Your answer should be every line below that includes the word "areas".

Saved data entries:
******************************

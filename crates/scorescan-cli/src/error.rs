//! Error types of the CLI.

use std::{io, ops::Range, path::PathBuf};

use thiserror::Error;

use scorescan::ScorescanError;

/// Configuration-related errors for CLI
#[derive(Debug, Error)]
pub enum ConfigError {
    #[error("Failed to parse TOML configuration {}: {message}", path.display())]
    Parse {
        path: PathBuf,
        message: String,
        span: Option<Range<usize>>,
        content: String,
    },

    #[error("Missing configuration file: {}", .0.display())]
    MissingFile(PathBuf),

    #[error("Validation error: {0}")]
    Validation(String),
}

/// Errors reported by the CLI.
#[derive(Debug, Error)]
pub enum CliError {
    #[error(transparent)]
    Config(#[from] ConfigError),

    #[error(transparent)]
    Scorescan(#[from] ScorescanError),

    #[error("Failed to load image: {0}")]
    Image(#[from] image::ImageError),

    #[error("I/O error: {0}")]
    Io(#[from] io::Error),

    #[error("JSON error: {0}")]
    Json(#[from] serde_json::Error),
}
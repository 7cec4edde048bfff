//! Staves and their lines.
//!
//! # Overview
//!
//! - [`FilamentLine`] - One staff line: the filament it comes from and a
//!   snapshot of its fitted geometry
//! - [`StaffInfo`] - A staff: ordered lines, scale, abscissa limits and the
//!   ledgers registered around it
//! - [`StaffManager`] - The ordered collection of staves of a sheet
//!
//! # Pitch positions
//!
//! Pitch positions count half-interlines from the middle line, increasing
//! downward. On a five-line staff the lines sit on positions -4, -2, 0, 2
//! and 4. Ledgers are indexed from the staff outward: index 1 is the first
//! ledger below the staff (position 6), index -1 the first one above it
//! (position -6).

use std::collections::BTreeMap;

use serde::{Deserialize, Serialize};

use scorescan_core::{
    geometry::{Bounds, HorizontalSide, Point},
    identifier::{FilamentId, InterId},
    scale::Scale,
};

use crate::filament::{Filament, LineGeometry};

/// A staff line.
#[derive(Debug, Clone, PartialEq, Serialize, Deserialize)]
pub struct FilamentLine {
    filament: Option<FilamentId>,
    geometry: LineGeometry,
}

impl FilamentLine {
    /// Creates a line from a filament, copying its current geometry
    pub fn from_filament(filament: &Filament) -> Self {
        Self {
            filament: Some(filament.id()),
            geometry: filament.geometry().clone(),
        }
    }

    /// Creates a line from a bare geometry, with no underlying filament
    pub fn from_geometry(geometry: LineGeometry) -> Self {
        Self {
            filament: None,
            geometry,
        }
    }

    /// Filament this line was built from, if any
    pub fn filament(&self) -> Option<FilamentId> {
        self.filament
    }

    pub fn geometry(&self) -> &LineGeometry {
        &self.geometry
    }

    /// Replaces the geometry snapshot
    pub fn refresh(&mut self, filament: &Filament) {
        self.geometry = filament.geometry().clone();
    }

    /// Ending point on the given side
    pub fn end_point(&self, side: HorizontalSide) -> Point {
        let point = match side {
            HorizontalSide::Left => self.geometry.start_point(),
            HorizontalSide::Right => self.geometry.stop_point(),
        };
        point.unwrap_or_default()
    }

    pub fn position_at(&self, x: f64) -> f64 {
        self.geometry.position_at(x)
    }

    pub fn slope_at(&self, x: f64) -> f64 {
        self.geometry.slope_at(x)
    }
}

/// A staff of the sheet.
#[derive(Debug, Clone, Serialize, Deserialize)]
pub struct StaffInfo {
    id: usize,
    lines: Vec<FilamentLine>,
    scale: Scale,
    left: f64,
    right: f64,
    #[serde(default)]
    short: bool,
    #[serde(default)]
    ledgers: BTreeMap<i32, Vec<InterId>>,
}

impl StaffInfo {
    /// Creates a staff from its lines, ordered top down
    pub fn new(id: usize, left: f64, right: f64, scale: Scale, lines: Vec<FilamentLine>) -> Self {
        Self {
            id,
            lines,
            scale,
            left,
            right,
            short: false,
            ledgers: BTreeMap::new(),
        }
    }

    pub fn id(&self) -> usize {
        self.id
    }

    pub fn lines(&self) -> &[FilamentLine] {
        &self.lines
    }

    pub fn lines_mut(&mut self) -> &mut [FilamentLine] {
        &mut self.lines
    }

    pub fn first_line(&self) -> Option<&FilamentLine> {
        self.lines.first()
    }

    pub fn last_line(&self) -> Option<&FilamentLine> {
        self.lines.last()
    }

    /// Scale of this staff, whose interline may differ from the sheet one
    pub fn scale(&self) -> &Scale {
        &self.scale
    }

    pub fn interline(&self) -> i32 {
        self.scale.interline()
    }

    /// Abscissa limit on the given side
    pub fn abscissa(&self, side: HorizontalSide) -> f64 {
        match side {
            HorizontalSide::Left => self.left,
            HorizontalSide::Right => self.right,
        }
    }

    /// Width between abscissa limits
    pub fn width(&self) -> f64 {
        self.right - self.left
    }

    /// Whether the staff shares its vertical range with another staff
    pub fn is_short(&self) -> bool {
        self.short
    }

    pub fn set_short(&mut self, short: bool) {
        self.short = short;
    }

    /// Mean slope of the lines at their ending on the given side
    pub fn ending_slope(&self, side: HorizontalSide) -> f64 {
        if self.lines.is_empty() {
            return 0.0;
        }
        let sum: f64 = self
            .lines
            .iter()
            .map(|line| line.slope_at(line.end_point(side).x()))
            .sum();
        sum / self.lines.len() as f64
    }

    /// Box between abscissa limits, from the top to the bottom line
    pub fn area(&self) -> Bounds {
        let (Some(first), Some(last)) = (self.first_line(), self.last_line()) else {
            return Bounds::new(self.left, 0.0, self.right, 0.0);
        };
        let top = first
            .position_at(self.left)
            .min(first.position_at(self.right));
        let bottom = last
            .position_at(self.left)
            .max(last.position_at(self.right));
        Bounds::new(self.left, top, self.right, bottom)
    }

    /// Ordinate of the middle of the staff at abscissa `x`
    fn mid_position_at(&self, x: f64) -> f64 {
        match (self.first_line(), self.last_line()) {
            (Some(first), Some(last)) => (first.position_at(x) + last.position_at(x)) / 2.0,
            _ => 0.0,
        }
    }

    /// Pitch position of a point, in half-interlines below the middle line.
    ///
    /// # Examples
    ///
    /// ```
    /// # use scorescan_core::{geometry::Point, scale::Scale};
    /// # use scorescan_grid::{filament::LineGeometry, staff::{FilamentLine, StaffInfo}};
    /// let lines = (0..5)
    ///     .map(|i| {
    ///         let y = 100.0 + 20.0 * i as f64;
    ///         FilamentLine::from_geometry(LineGeometry::from_points(vec![
    ///             Point::new(0.0, y),
    ///             Point::new(500.0, y),
    ///         ]))
    ///     })
    ///     .collect();
    /// let staff = StaffInfo::new(1, 0.0, 500.0, Scale::new(20, 3, 3).unwrap(), lines);
    ///
    /// assert_eq!(staff.pitch_position(Point::new(50.0, 140.0)), 0.0);
    /// assert_eq!(staff.pitch_position(Point::new(50.0, 80.0)), -6.0);
    /// ```
    pub fn pitch_position(&self, point: Point) -> f64 {
        let interline = self.scale.interline() as f64;
        2.0 * (point.y() - self.mid_position_at(point.x())) / interline
    }

    /// Pitch position of the ledger at `index` (outward from the staff)
    pub fn ledger_pitch_position(index: i32) -> i32 {
        if index > 0 {
            4 + 2 * index
        } else if index < 0 {
            -4 + 2 * index
        } else {
            0
        }
    }

    /// Registers a ledger at the given index
    pub fn add_ledger(&mut self, index: i32, ledger: InterId) {
        let ledgers = self.ledgers.entry(index).or_default();
        if !ledgers.contains(&ledger) {
            ledgers.push(ledger);
        }
    }

    /// Unregisters a ledger, wherever it is. Returns whether it was found.
    pub fn remove_ledger(&mut self, ledger: InterId) -> bool {
        let mut found = false;
        for ledgers in self.ledgers.values_mut() {
            let before = ledgers.len();
            ledgers.retain(|id| *id != ledger);
            found |= ledgers.len() != before;
        }
        self.ledgers.retain(|_, ledgers| !ledgers.is_empty());
        found
    }

    /// Ledgers registered at the given index
    pub fn ledgers(&self, index: i32) -> &[InterId] {
        self.ledgers.get(&index).map(Vec::as_slice).unwrap_or(&[])
    }

    /// All ledgers, by index
    pub fn ledger_map(&self) -> &BTreeMap<i32, Vec<InterId>> {
        &self.ledgers
    }

    /// Unregisters every ledger
    pub fn clear_ledgers(&mut self) {
        self.ledgers.clear();
    }
}

/// Ordered collection of the staves of a sheet.
#[derive(Debug, Clone, Default)]
pub struct StaffManager {
    staves: Vec<StaffInfo>,
}

impl StaffManager {
    pub fn new() -> Self {
        Self::default()
    }

    pub fn reset(&mut self) {
        self.staves.clear();
    }

    pub fn add_staff(&mut self, staff: StaffInfo) {
        self.staves.push(staff);
    }

    pub fn staves(&self) -> &[StaffInfo] {
        &self.staves
    }

    pub fn staves_mut(&mut self) -> &mut [StaffInfo] {
        &mut self.staves
    }

    pub fn staff_count(&self) -> usize {
        self.staves.len()
    }

    /// Staff with the given id
    pub fn staff(&self, id: usize) -> Option<&StaffInfo> {
        self.staves.iter().find(|s| s.id() == id)
    }

    /// Staff whose middle is vertically closest to the point
    pub fn closest_staff(&self, point: Point) -> Option<&StaffInfo> {
        self.staves.iter().min_by(|a, b| {
            let da = (a.mid_position_at(point.x()) - point.y()).abs();
            let db = (b.mid_position_at(point.x()) - point.y()).abs();
            da.total_cmp(&db)
        })
    }

    /// Flags staves lying side by side with another staff.
    ///
    /// Returns the number of flagged staves.
    pub fn detect_short_staves(&mut self) -> usize {
        let areas: Vec<Bounds> = self.staves.iter().map(StaffInfo::area).collect();
        let mut count = 0;
        for (i, staff) in self.staves.iter_mut().enumerate() {
            let short = areas.iter().enumerate().any(|(j, other)| {
                j != i && areas[i].y_overlap(other) > 0.0 && areas[i].x_overlap(other) <= 0.0
            });
            staff.set_short(short);
            count += usize::from(short);
        }
        count
    }

    pub fn into_staves(self) -> Vec<StaffInfo> {
        self.staves
    }
}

******************************

● **Task result**:
        let areas: Vec<Bounds> = self.staves.iter().map(StaffInfo::area).collect();
            let short = areas.iter().enumerate().any(|(j, other)| {
                j != i && areas[i].y_overlap(other) > 0.0 && areas[i].x_overlap(other) <= 0.0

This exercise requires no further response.